A hypothetical mechanism capable to reflect the features of the mitochondrial permeability transition pore channel

Mitochondrial permeability transition pore (mPTP) channel plays a central role in cell death because it mediates the effect of a sudden large opening of the inner mitochondrial membrane. Its associations with adenine nucleotide translocase and with ATP synthase within the general framework of mPTP research were challenged by genetic knock out experiments. This paper proposes the hypothesis that the matrix ATP regulates the mPTP. That hypothesis not only succeeds in classifying and explaining the existing experimental data but it also fits quite well to a peripheral branch of mPTP research proposing that the channel is composed of a combination of polyphosphates and poly-(R)-3-hydroxybutyrates glued by Ca ions.
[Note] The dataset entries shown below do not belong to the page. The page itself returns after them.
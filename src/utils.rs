mod rand_compat;

pub(crate) use rand_compat::RngCompat;
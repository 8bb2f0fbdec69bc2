//! Secret values and the session that records the operations performed on them.
//!
//! Both parties create a [`Session`] for their [`Role`] and then perform exactly the same
//! sequence of operations. Every secret value is backed by wires of a circuit that the session
//! records; nothing is computed before [`Session::reveal`], which runs the garbling protocol over
//! the session's channel.

use std::fmt;

use tracing::debug;

use crate::{
    channel::Channel,
    circuit::{Bit, CircuitBuilder, CircuitStats},
    protocol::{self, Role},
};

/// The largest supported bit width of a [`SecretInt`].
pub const MAX_BIT_WIDTH: usize = 32;

/// A secret unsigned integer, supplied by its owner, with a fixed bit width.
#[derive(Debug, Clone, PartialEq, Eq)]
pub struct SecretInt {
    owner: Role,
    bits: Vec<Bit>,
}

impl SecretInt {
    /// The number of bits of the integer.
    pub fn bit_width(&self) -> usize {
        self.bits.len()
    }

    /// The party that supplied the value.
    pub fn owner(&self) -> Role {
        self.owner
    }
}

/// A secret boolean, either computed from secret values or a public constant.
#[derive(Debug, Clone, Copy, PartialEq, Eq)]
pub struct SecretBool(pub(crate) Bit);

impl SecretBool {
    /// A public constant, known to both parties.
    pub fn constant(b: bool) -> Self {
        SecretBool(Bit::Const(b))
    }

    /// Returns the value if this boolean is a public constant.
    pub fn as_constant(&self) -> Option<bool> {
        match self.0 {
            Bit::Const(b) => Some(b),
            Bit::Wire(_) => None,
        }
    }
}

/// The local view of one party on a single run of the protocol.
pub struct Session<C: Channel> {
    role: Role,
    channel: C,
    builder: CircuitBuilder,
    own_inputs: Vec<bool>,
}

impl<C: Channel> fmt::Debug for Session<C> {
    fn fmt(&self, f: &mut fmt::Formatter<'_>) -> fmt::Result {
        f.debug_struct("Session")
            .field("role", &self.role)
            .field("stats", &self.builder.stats())
            .field("own_inputs", &format_args!("<{} bits>", self.own_inputs.len()))
            .finish_non_exhaustive()
    }
}

impl<C: Channel> Session<C> {
    /// Starts a session for the given role over an established channel to the other party.
    pub fn new(role: Role, channel: C) -> Self {
        Self {
            role,
            channel,
            builder: CircuitBuilder::new(),
            own_inputs: vec![],
        }
    }

    /// The role of the local party.
    pub fn role(&self) -> Role {
        self.role
    }

    /// The size of the circuit recorded so far.
    pub fn stats(&self) -> CircuitStats {
        self.builder.stats()
    }

    pub(crate) fn channel_mut(&mut self) -> &mut C {
        &mut self.channel
    }

    /// Binds a secret integer owned by `owner`.
    ///
    /// Only the owner's `value` is used; the other party passes a placeholder, which is never
    /// looked at. Both parties must bind the same number of integers with the same widths.
    ///
    /// # Panics
    ///
    /// If `bit_width` is 0 or larger than [`MAX_BIT_WIDTH`].
    pub fn secret_int(&mut self, bit_width: usize, value: u32, owner: Role) -> SecretInt {
        assert!(
            (1..=MAX_BIT_WIDTH).contains(&bit_width),
            "unsupported bit width {bit_width}"
        );
        let bits = (0..bit_width)
            .map(|i| {
                if owner == self.role {
                    self.own_inputs.push(value >> i & 1 == 1);
                }
                self.builder.input(owner)
            })
            .collect();
        SecretInt { owner, bits }
    }

    /// Oblivious equality of two secret integers of the same width.
    ///
    /// # Panics
    ///
    /// If the widths differ, which would make the circuits of the two parties diverge.
    pub fn equals(&mut self, a: &SecretInt, b: &SecretInt) -> SecretBool {
        assert_eq!(
            a.bit_width(),
            b.bit_width(),
            "cannot compare secret integers of different widths"
        );
        self.builder.stats_mut().equalities += 1;
        let mut all_equal = Bit::Const(true);
        for (&x, &y) in a.bits.iter().zip(&b.bits) {
            let diff = self.builder.xor(x, y);
            let same = self.builder.not(diff);
            all_equal = self.builder.and(all_equal, same);
        }
        SecretBool(all_equal)
    }

    /// Oblivious conjunction.
    pub fn and(&mut self, a: SecretBool, b: SecretBool) -> SecretBool {
        if let (Bit::Wire(_), Bit::Wire(_)) = (a.0, b.0) {
            self.builder.stats_mut().ands += 1;
        }
        SecretBool(self.builder.and(a.0, b.0))
    }

    /// Oblivious disjunction.
    pub fn or(&mut self, a: SecretBool, b: SecretBool) -> SecretBool {
        if let (Bit::Wire(_), Bit::Wire(_)) = (a.0, b.0) {
            self.builder.stats_mut().ors += 1;
        }
        SecretBool(self.builder.or(a.0, b.0))
    }

    /// Reveals a secret boolean to both parties, ending the session.
    ///
    /// Public constants are returned as they are. Otherwise the recorded circuit is garbled and
    /// evaluated jointly with the other party, who must reveal at the same point.
    pub async fn reveal(self, b: SecretBool) -> Result<bool, protocol::Error> {
        let w = match b.0 {
            Bit::Const(value) => {
                debug!(role = %self.role, "revealing a public constant");
                return Ok(value);
            }
            Bit::Wire(w) => w,
        };
        let Session {
            role,
            mut channel,
            builder,
            own_inputs,
        } = self;
        let stats = builder.stats();
        debug!(
            %role,
            and_gates = stats.and_gates,
            input_wires = stats.input_wires,
            "revealing circuit output"
        );
        let circuit = builder.build(vec![w]);
        let outputs = protocol::execute(&mut channel, &circuit, &own_inputs, role).await?;
        match outputs.as_slice() {
            [value] => Ok(*value),
            _ => Err(protocol::Error::WrongInputSize {
                expected: 1,
                actual: outputs.len(),
            }),
        }
    }
}

#[cfg(test)]
mod tests {
    use futures::try_join;

    use super::*;
    use crate::channel::SimpleChannel;

    /// Both parties compare `a` (owned by the pattern holder) and `b` (owned by the text holder).
    async fn compare(a: u32, b: u32, width: usize) -> Result<bool, protocol::Error> {
        let (ch_a, ch_b) = SimpleChannel::channels();
        let run = |role: Role, ch: SimpleChannel, value_a: u32, value_b: u32| async move {
            let mut session = Session::new(role, ch);
            let x = session.secret_int(width, value_a, Role::PatternHolder);
            let y = session.secret_int(width, value_b, Role::TextHolder);
            let eq = session.equals(&x, &y);
            session.reveal(eq).await
        };
        let (eq_a, eq_b) = try_join!(
            run(Role::PatternHolder, ch_a, a, 0),
            run(Role::TextHolder, ch_b, 0, b)
        )?;
        assert_eq!(eq_a, eq_b);
        Ok(eq_a)
    }

    #[tokio::test]
    async fn equality_of_secret_ints() -> Result<(), protocol::Error> {
        assert!(compare(20, 20, 32).await?);
        assert!(!compare(20, 21, 32).await?);
        assert!(compare(b'H' as u32, b'H' as u32, 8).await?);
        assert!(!compare(b'H' as u32, b'h' as u32, 8).await?);
        // bits above the width are dropped
        assert!(compare(0x1ff, 0xff, 8).await?);
        Ok(())
    }

    #[tokio::test]
    async fn constants_are_revealed_locally() -> Result<(), protocol::Error> {
        let (ch, _) = SimpleChannel::channels();
        let mut session = Session::new(Role::TextHolder, ch);
        let t = SecretBool::constant(true);
        let f = SecretBool::constant(false);
        let b = session.or(f, t);
        assert_eq!(b.as_constant(), Some(true));
        assert_eq!(session.stats().ors, 0);
        assert!(session.reveal(b).await?);
        Ok(())
    }

    #[test]
    fn equality_stats() {
        let (ch, _) = SimpleChannel::channels();
        let mut session = Session::new(Role::PatternHolder, ch);
        let x = session.secret_int(8, 1, Role::PatternHolder);
        let y = session.secret_int(8, 0, Role::TextHolder);
        let eq = session.equals(&x, &y);
        assert!(eq.as_constant().is_none());
        let stats = session.stats();
        assert_eq!(stats.equalities, 1);
        assert_eq!(stats.input_wires, 16);
        assert_eq!(stats.and_gates, 7);
        assert_eq!(stats.xor_gates, 8);
        assert_eq!(
            session.own_inputs,
            vec![true, false, false, false, false, false, false, false]
        );
    }

    #[test]
    fn debug_output_hides_input_bits() {
        let (ch, _) = SimpleChannel::channels();
        let mut session = Session::new(Role::PatternHolder, ch);
        session.secret_int(8, 0xff, Role::PatternHolder);
        let debug = format!("{session:?}");
        assert!(debug.contains("<8 bits>"));
        assert!(!debug.contains("true"));
    }

    #[test]
    #[should_panic(expected = "different widths")]
    fn mismatched_widths_are_fatal() {
        let (ch, _) = SimpleChannel::channels();
        let mut session = Session::new(Role::PatternHolder, ch);
        let x = session.secret_int(8, 1, Role::PatternHolder);
        let y = session.secret_int(16, 1, Role::TextHolder);
        session.equals(&x, &y);
    }
}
ATP also has a polyphosphate part and thus could be potentially incorporated into such kind of a channel. ATP not only has the potential to decrease the effective channel cross-section when the matrix ATP pool is full, but also, having four negative charges, ATP could be driven across the membrane, together with some accompanying metal ions. Thus, an effective potassium hydrogen exchanger is constructed. Cell death and "permeability transition" happen when the matrix ATP pool is emptied and so the mPTP channel is emptied from the ATP. As a result, the effective channel cross-section would greatly increase; instead of effectively going out, potassium would go in, and the matrix would burst. Hence, the regulation of the matrix ATP level could explain the effect of cyclosporin A - the main experimental modulator of mPTP channel activity, the mechanism of hypoxic/reperfusion injury, and many other.